Менедем только пожал плечами.
Может, такой была знаменитая Таис, которая уговорила Александра Великого сжечь Персеполь. А может, и она такой не была.
«Афродита» приблизилась к острову Лебинтосу, когда солнце на западе опустилось к водам Эгейского моря. Менедем направил галеру к уютной маленькой гавани на южном берегу острова. Оба рулевых весла снова ощущались одинаковыми в его руках: в распоряжении плотников Птолемея имелось выдержанное дерево, и у них не ушло много времени, чтобы заменить самодельное весло, которое смастерил Эвксенид из Фазелиса. Но даже они высоко оценили его искусство, когда вынимали весло из паза.
— Аристид, иди
— Вряд ли там могут быть пираты, шкипер, — сказал Диоклей, когда Аристид ушел вперед. — На Лебинтосе почти нет пресной воды. Если окажется, что на нем живет больше одной семьи рыбаков, я очень удивлюсь.
— И я тоже, — ответил Менедем. — Но мне не нужны неприятные сюрпризы.
С этим келевст не мог поспорить — и не стал.
Однако маленькая, укрытая от ветра гавань оказалась пустой, если не считать береговых птиц, взмывших в белокрылые облака, когда «Афродита» очутилась на берегу. Берег выглядел таким пустынным, что Менедем подумал — а не откладывают ли и здесь яйца морские черепахи.
«Пошлю-ка я несколько человек, чтобы они потыкали палками в песок», — подумал он.
Подошел Соклей.
— Лебинтос, — сказал он, выговаривая название острова, как человек, который пробует языком, не застряли ли у него между зубов кусочки пищи. И тут же добавил: — Если не ошибаюсь, именно мимо этого острова пролетел Икар по пути на север после того, как покинул Крит? — Он был в своем репертуаре.

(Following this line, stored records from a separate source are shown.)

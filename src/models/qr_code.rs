use chrono::{DateTime, Utc};
use serde::{Deserialize, Serialize};
use sqlx::prelude::FromRow;
use uuid::Uuid;

#[derive(Debug, Clone, Copy, PartialEq, Eq, Default, Serialize, Deserialize)]
#[serde(rename_all = "lowercase")]
pub enum QrType {
    #[default]
    Url,
    Text,
    Email,
    Phone,
    Wifi,
}

impl QrType {
    pub fn as_str(&self) -> &'static str {
        match self {
            QrType::Url => "url",
            QrType::Text => "text",
            QrType::Email => "email",
            QrType::Phone => "phone",
            QrType::Wifi => "wifi",
        }
    }
}

#[derive(Debug, thiserror::Error)]
#[error("unknown QR type `{0}`")]
pub struct UnknownQrType(String);

impl TryFrom<String> for QrType {
    type Error = UnknownQrType;

    fn try_from(value: String) -> Result<Self, Self::Error> {
        match value.as_str() {
            "url" => Ok(QrType::Url),
            "text" => Ok(QrType::Text),
            "email" => Ok(QrType::Email),
            "phone" => Ok(QrType::Phone),
            "wifi" => Ok(QrType::Wifi),
            _ => Err(UnknownQrType(value)),
        }
    }
}

#[derive(Debug, Clone, FromRow, Serialize, Deserialize)]
pub struct QrCodeModel {
    pub id: Uuid,
    pub user_id: Uuid,
    pub category_id: Option<Uuid>,
    pub name: String,
    pub content: String,
    #[sqlx(try_from = "String")]
    pub qr_type: QrType,
    pub is_dynamic: bool,
    pub short_key: String,
    pub is_active: bool,
    pub expires_at: Option<DateTime<Utc>>,
    pub max_scans: Option<i32>,
    pub scan_count: i32,
    pub foreground_color: String,
    pub background_color: String,
    pub size: i32,
    pub created_at: DateTime<Utc>,
    pub updated_at: DateTime<Utc>,
}

impl QrCodeModel {
    /// Only URL codes can be redirected to.
    pub fn redirect_target(&self) -> Option<&str> {
        match self.qr_type {
            QrType::Url => Some(self.content.as_str()),
            _ => None,
        }
    }

    /// The text encoded into the image. Dynamic codes point at our redirect
    /// endpoint so scans are counted; static ones carry the payload itself.
    pub fn encoded_payload(&self, redirect_url: impl FnOnce(&str) -> String) -> String {
        if self.is_dynamic && self.qr_type == QrType::Url {
            return redirect_url(&self.short_key);
        }
        match self.qr_type {
            QrType::Email if !self.content.starts_with("mailto:") => {
                format!("mailto:{}", self.content)
            }
            QrType::Phone if !self.content.starts_with("tel:") => format!("tel:{}", self.content),
            _ => self.content.clone(),
        }
    }
}

#[derive(Debug, Clone, Deserialize)]
pub struct WifiConfig {
    pub ssid: String,
    #[serde(default)]
    pub password: Option<String>,
    /// `WPA`, `WEP` or `nopass`
    #[serde(default)]
    pub encryption: Option<String>,
    #[serde(default)]
    pub hidden: bool,
}

impl WifiConfig {
    /// `WIFI:T:WPA;S:ssid;P:secret;H:false;;` with `\ ; , : "` escaped.
    pub fn to_payload(&self) -> String {
        let encryption = match (&self.encryption, &self.password) {
            (Some(enc), _) => enc.clone(),
            (None, Some(_)) => "WPA".to_string(),
            (None, None) => "nopass".to_string(),
        };
        let mut payload = format!("WIFI:T:{};S:{};", encryption, escape_wifi(&self.ssid));
        if let Some(password) = &self.password {
            payload.push_str(&format!("P:{};", escape_wifi(password)));
        }
        payload.push_str(&format!("H:{};;", self.hidden));
        payload
    }
}

fn escape_wifi(value: &str) -> String {
    let mut out = String::with_capacity(value.len());
    for c in value.chars() {
        if matches!(c, '\\' | ';' | ',' | ':' | '"') {
            out.push('\\');
        }
        out.push(c);
    }
    out
}

#[derive(Debug, Clone, Deserialize)]
pub struct NewQrCode {
    pub name: String,
    #[serde(default)]
    pub content: String,
    #[serde(default)]
    pub qr_type: QrType,
    #[serde(default = "default_dynamic")]
    pub is_dynamic: bool,
    pub category_id: Option<Uuid>,
    pub expires_at: Option<DateTime<Utc>>,
    pub max_scans: Option<i32>,
    pub foreground_color: Option<String>,
    pub background_color: Option<String>,
    pub size: Option<i32>,
    /// Builds `content` for `wifi` codes.
    pub wifi: Option<WifiConfig>,
}

fn default_dynamic() -> bool {
    true
}

/// A validated `NewQrCode` with every default resolved, ready to insert.
#[derive(Debug, Clone)]
pub struct QrCodeDraft {
    pub name: String,
    pub content: String,
    pub qr_type: QrType,
    pub is_dynamic: bool,
    pub category_id: Option<Uuid>,
    pub expires_at: Option<DateTime<Utc>>,
    pub max_scans: Option<i32>,
    pub foreground_color: String,
    pub background_color: String,
    pub size: i32,
}

#[derive(Debug, Clone, Default, Deserialize)]
pub struct UpdateQrCode {
    pub name: Option<String>,
    pub content: Option<String>,
    pub is_active: Option<bool>,
    #[serde(default, deserialize_with = "crate::models::double_option")]
    pub category_id: Option<Option<Uuid>>,
    #[serde(default, deserialize_with = "crate::models::double_option")]
    pub expires_at: Option<Option<DateTime<Utc>>>,
    #[serde(default, deserialize_with = "crate::models::double_option")]
    pub max_scans: Option<Option<i32>>,
    pub foreground_color: Option<String>,
    pub background_color: Option<String>,
    pub size: Option<i32>,
}

#[derive(Debug, Default, Deserialize)]
pub struct QrCodeFilter {
    pub category_id: Option<Uuid>,
    pub search: Option<String>,
}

Менедем посмотрел на небо, где скоро должны были появиться звезды.
— Не знаю, — ответил он. — Если бы Икар пролетал мимо, он, вероятно, всего разок взглянул бы на остров — и помочился бы на него с высоты.
— Грубиян, — засмеялся Соклей.
Похоже, он забыл, что ему полагается сердиться на Менедема, а тот ему об этом не напоминал.

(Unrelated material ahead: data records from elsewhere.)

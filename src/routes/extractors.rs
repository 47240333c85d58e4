//! Custom Axum extractors

use axum::Json;
use axum::extract::rejection::{JsonRejection, QueryRejection};
use axum::extract::{FromRequest, FromRequestParts, Path, Query, Request};
use axum::http::request::Parts;
use uuid::Uuid;

use crate::errors::ApiError;

/// Extract and validate a UUID from path
pub struct ValidUuid(pub Uuid);

impl<S> FromRequestParts<S> for ValidUuid
where
    S: Send + Sync,
{
    type Rejection = ApiError;

    async fn from_request_parts(parts: &mut Parts, state: &S) -> Result<Self, Self::Rejection> {
        let Path(id): Path<String> = Path::from_request_parts(parts, state)
            .await
            .map_err(|_| ApiError::validation("id is required"))?;

        let uuid = Uuid::parse_str(&id).map_err(|_| ApiError::validation("id must be a UUID"))?;

        Ok(Self(uuid))
    }
}

/// JSON body whose rejections come back as `{"error": ...}` with status 400.
pub struct ApiJson<T>(pub T);

impl<S, T> FromRequest<S> for ApiJson<T>
where
    Json<T>: FromRequest<S, Rejection = JsonRejection>,
    S: Send + Sync,
{
    type Rejection = ApiError;

    async fn from_request(req: Request, state: &S) -> Result<Self, Self::Rejection> {
        let Json(value) = Json::<T>::from_request(req, state)
            .await
            .map_err(|rejection| ApiError::validation(rejection.body_text()))?;
        Ok(Self(value))
    }
}

/// Query string counterpart of [`ApiJson`].
pub struct ApiQuery<T>(pub T);

impl<S, T> FromRequestParts<S> for ApiQuery<T>
where
    Query<T>: FromRequestParts<S, Rejection = QueryRejection>,
    S: Send + Sync,
{
    type Rejection = ApiError;

    async fn from_request_parts(parts: &mut Parts, state: &S) -> Result<Self, Self::Rejection> {
        let Query(value) = Query::<T>::from_request_parts(parts, state)
            .await
            .map_err(|rejection| ApiError::validation(rejection.body_text()))?;
        Ok(Self(value))
    }
}

#[cfg(test)]
mod tests {
    use super::*;
    use crate::models::analytics::SummaryQuery;
    use axum::body::Body;
    use axum::http::header;

    fn parts(uri: &str) -> Parts {
        let (parts, _) = Request::builder()
            .uri(uri)
            .body(Body::empty())
            .unwrap()
            .into_parts();
        parts
    }

    #[tokio::test]
    async fn query_rejections_are_validation_errors() {
        let mut bad = parts("/api/analytics/summary?days=lots");
        let result = ApiQuery::<SummaryQuery>::from_request_parts(&mut bad, &()).await;
        assert!(matches!(result, Err(ApiError::Validation(_))));

        let mut good = parts("/api/analytics/summary?days=7");
        let ApiQuery(query) = ApiQuery::<SummaryQuery>::from_request_parts(&mut good, &())
            .await
            .unwrap();
        assert_eq!(query.window_days(), 7);
    }

    #[tokio::test]
    async fn json_rejections_are_validation_errors() {
        let request = Request::builder()
            .method("POST")
            .header(header::CONTENT_TYPE, "application/json")
            .body(Body::from("{not json"))
            .unwrap();
        let result = ApiJson::<serde_json::Value>::from_request(request, &()).await;
        assert!(matches!(result, Err(ApiError::Validation(_))));

        let missing_content_type = Request::builder()
            .method("POST")
            .body(Body::from("{}"))
            .unwrap();
        let result = ApiJson::<serde_json::Value>::from_request(missing_content_type, &()).await;
        assert!(matches!(result, Err(ApiError::Validation(_))));
    }
}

— Верно, — сказал Менедем. — Но в любом случае такое вполне могло случиться на самом деле. Может, именно поэтому остров унылый и бесплодный.

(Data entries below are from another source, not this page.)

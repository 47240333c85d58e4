use qrlink::{
    configuration::get_configuration,
    startup,
    telemetry::{self, get_subscriber, init_subscriber},
};

#[tokio::main]
async fn main() -> anyhow::Result<()> {
    let cfg = get_configuration()?;

    let subscriber = get_subscriber(
        "qrlink".into(),
        cfg.telemetry.log_filter.clone(),
        cfg.telemetry.otlp_endpoint.as_deref(),
        std::io::stdout,
    );
    init_subscriber(subscriber)?;

    let result = startup::run(cfg).await;
    if let Err(e) = &result {
        tracing::error!("Server exited with error: {:?}", e);
    }
    telemetry::shutdown();
    result
}
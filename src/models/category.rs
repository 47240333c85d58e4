use serde::{Deserialize, Serialize};
use sqlx::prelude::FromRow;
use uuid::Uuid;

#[derive(Debug, Clone, FromRow, Serialize, Deserialize)]
pub struct CategoryModel {
    pub id: Uuid,
    pub user_id: Uuid,
    pub name: String,
    pub color: Option<String>,
    pub created_at: chrono::DateTime<chrono::Utc>,
}

#[derive(Debug, Deserialize)]
pub struct CategoryPayload {
    pub name: String,
    pub color: Option<String>,
}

Его двоюродный брат снова засмеялся, но потом посерьезнел.
— Если на Лебинтосе и впрямь кто-то живет, здешние обитатели вполне могли бы превратить твою историю в миф, чтобы объяснить, почему тут не может жить много народу.
Это имело определенный смысл, но Менедему не слишком нравилось разводить философию.
— Ты только что назвал меня грубияном, — заметил он, — хотя я просто отпустил глупую шутку. Но ты сейчас, похоже, говорил всерьез.
— А тебе не кажется, что именно так и зарождается множество мифов? — спросил Соклей. — Я имею в виду — что мифы появляются в качестве объяснения существующего порядка вещей?
— Может быть. Но я никогда особо об этом не беспокоился, — ответил Менедем. Мысль о том, что о мифах можно спросить: «Почему так?», словно о сломавшемся колесе телеги, заставляла его нервничать. — Мифы — это просто мифы, вот и все.
— Ты и в самом деле так думаешь? — спросил Соклей.
Даже в полумраке было видно, как засияли его глаза.
«О-ей, — подумал Менедем. — Я затеял спор на тему, которая его интересует. Удастся ли мне вообще поспать этой ночью?»